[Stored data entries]
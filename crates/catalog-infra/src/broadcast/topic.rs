use async_trait::async_trait;
use catalog_core::models::{BroadcastMessage, UPLOAD_TOPIC};
use tokio::sync::broadcast;

use super::{BroadcastError, Broadcaster};

/// In-process topic over `tokio::sync::broadcast`.
///
/// Subscribers only see messages published after they subscribed. A slow subscriber
/// that falls more than `capacity` messages behind loses the oldest ones.
pub struct TopicBroadcaster {
    tx: broadcast::Sender<BroadcastMessage>,
}

impl TopicBroadcaster {
    pub fn new(capacity: usize) -> Self {
        let (tx, _) = broadcast::channel(capacity.max(1));
        Self { tx }
    }

    pub fn subscribe(&self) -> broadcast::Receiver<BroadcastMessage> {
        self.tx.subscribe()
    }

    pub fn subscriber_count(&self) -> usize {
        self.tx.receiver_count()
    }
}

#[async_trait]
impl Broadcaster for TopicBroadcaster {
    fn topic(&self) -> &str {
        UPLOAD_TOPIC
    }

    async fn publish(&self, message: &BroadcastMessage) -> Result<(), BroadcastError> {
        // No subscribers is not a failure; the message is simply not observed.
        match self.tx.send(message.clone()) {
            Ok(receivers) => {
                tracing::trace!(receivers, upload_id = %message.upload.id, "Broadcast published");
            }
            Err(_) => {
                tracing::trace!(upload_id = %message.upload.id, "Broadcast published with no subscribers");
            }
        }
        Ok(())
    }
}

**Directions for this task**
In the records above, find the line containing "simply not observed." and print it and every later line exactly, through the last one.

**Answer space**
        // No subscribers is not a failure; the message is simply not observed.
        match self.tx.send(message.clone()) {
            Ok(receivers) => {
                tracing::trace!(receivers, upload_id = %message.upload.id, "Broadcast published");
            }
            Err(_) => {
                tracing::trace!(upload_id = %message.upload.id, "Broadcast published with no subscribers");
            }
        }
        Ok(())
    }
}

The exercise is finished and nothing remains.